Controllers act as the go-between for models and views in an application. When a model is updated, the controller updates the view. Similarly, when a view is updated, the controller updates the models. In Opulence, controllers can either be plain-old PHP classes, or they can extend Opulence\Routing\Controller, which automatically injects the HTTP request, the view factory, and the view compiler.

Dependency Injection

Opulence uses a dependency injection container to create controllers. Taking advantage of this is simple: type-hint any objects your controller needs in the controller's constructor. Opulence will inject the appropriate objects into your controllers via your bootstrappers.

Note: Primitives (eg strings and arrays) should not appear in a controller's constructor because the IoC container would have no way of resolving those dependencies at runtime. The only way around this is to set up a binding for the controller in a bootstrapper with the primitives defined. In general, it's best to stick to type-hinted objects in controller constructors.
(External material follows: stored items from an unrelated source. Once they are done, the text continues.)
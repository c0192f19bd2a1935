// Tracing initialization with a reloadable log level.
use std::sync::OnceLock;
use tracing_subscriber::{EnvFilter, fmt, prelude::*, reload};

static LOG_RELOAD_HANDLE: OnceLock<reload::Handle<EnvFilter, tracing_subscriber::Registry>> =
    OnceLock::new();

pub fn init_tracing() {
    init_tracing_with_level("info");
}

pub fn init_tracing_with_level(level: &str) {
    // Prefer RUST_LOG from env, otherwise use provided level string.
    let base_filter = std::env::var("RUST_LOG")
        .ok()
        .and_then(|_| EnvFilter::try_from_default_env().ok())
        .unwrap_or_else(|| EnvFilter::new(level));

    let (reload_layer, handle) = reload::Layer::new(base_filter);
    let _ = LOG_RELOAD_HANDLE.set(handle);

    let _ = tracing_subscriber::registry()
        .with(reload_layer)
        .with(fmt::layer())
        .try_init();
}

/// Apply the configured level unless `RUST_LOG` is set.
pub fn apply_logging_level(level: &str) {
    if std::env::var_os("RUST_LOG").is_some() {
        return;
    }
    if let Some(handle) = LOG_RELOAD_HANDLE.get() {
        let _ = handle.modify(|f| {
            *f = EnvFilter::new(level);
        });
    }
}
Let's take a look at an example bootstrapper, controller, and view to demonstrate how controllers work:

namespace Project\Application\Bootstrappers\Orm;

use Opulence\Ioc\Bootstrappers\Bootstrapper;
use Opulence\Ioc\IContainer;
use Opulence\Orm\Repositories\IRepository;
use Project\Application\Http\Controllers\UserList;
use Project\Domain\Users\UserRepo;

class UserBootstrapper extends Bootstrapper
    public function registerBindings(IContainer $container)
        // Bind the user repository to the UserList controller
        $container->for(UserList::class, function (IContainer $container) {
            $container->bindSingleton(IRepository::class, UserRepo::class);
namespace Project\Application\Http\Controllers;

use Opulence\Http\Responses\Response;
use Opulence\Orm\Repositories\IRepository;
use Opulence\Routing\Controller;

class UserList extends Controller
    private $users;

    // UserBootstrapper bound UserRepo to this controller
    // So, that's what will be injected here
    public function __construct(IRepository $users)
        $this->users = $users;

    public function showAll() : Response
        // The view factory is automatically injected by the route dispatcher
        $this->view = $this->viewFactory->createView('UserList');
        $this->view->setVar('users', $this->users->getAll());

        // The view compiler is also automatically injected by the route dispatcher
        return new Response($this->viewCompiler->compile($this->view));
    <% foreach ($users as $user) %>
        <li><a href="mailto:{{ $user->getEmail() }}">{{ $user->getName() }}</a></li>
    <% endforeach %>

In this example, the bootstrapper will bind IRepository to UserRepo for the UserList controller. The route dispatcher will then instantiate this controller with the help of the IoC container. The container will scan UserList's constructor, realize that it needs a UserRepo instance, and create the UserList with a UserRepo instance.

For more information about routing, read the documentation.


Controller methods should return an instance of the Opulence\Http\Responses\Response class. If a response is not returned, whatever was returned will be wrapped up into a 200 response object.

Maintenance Mode

Sometimes, your application will need to go down for scheduled maintenance. To put your application into maintenance mode, run php apex app:down. To take it out of maintenance mode, run php apex app:up.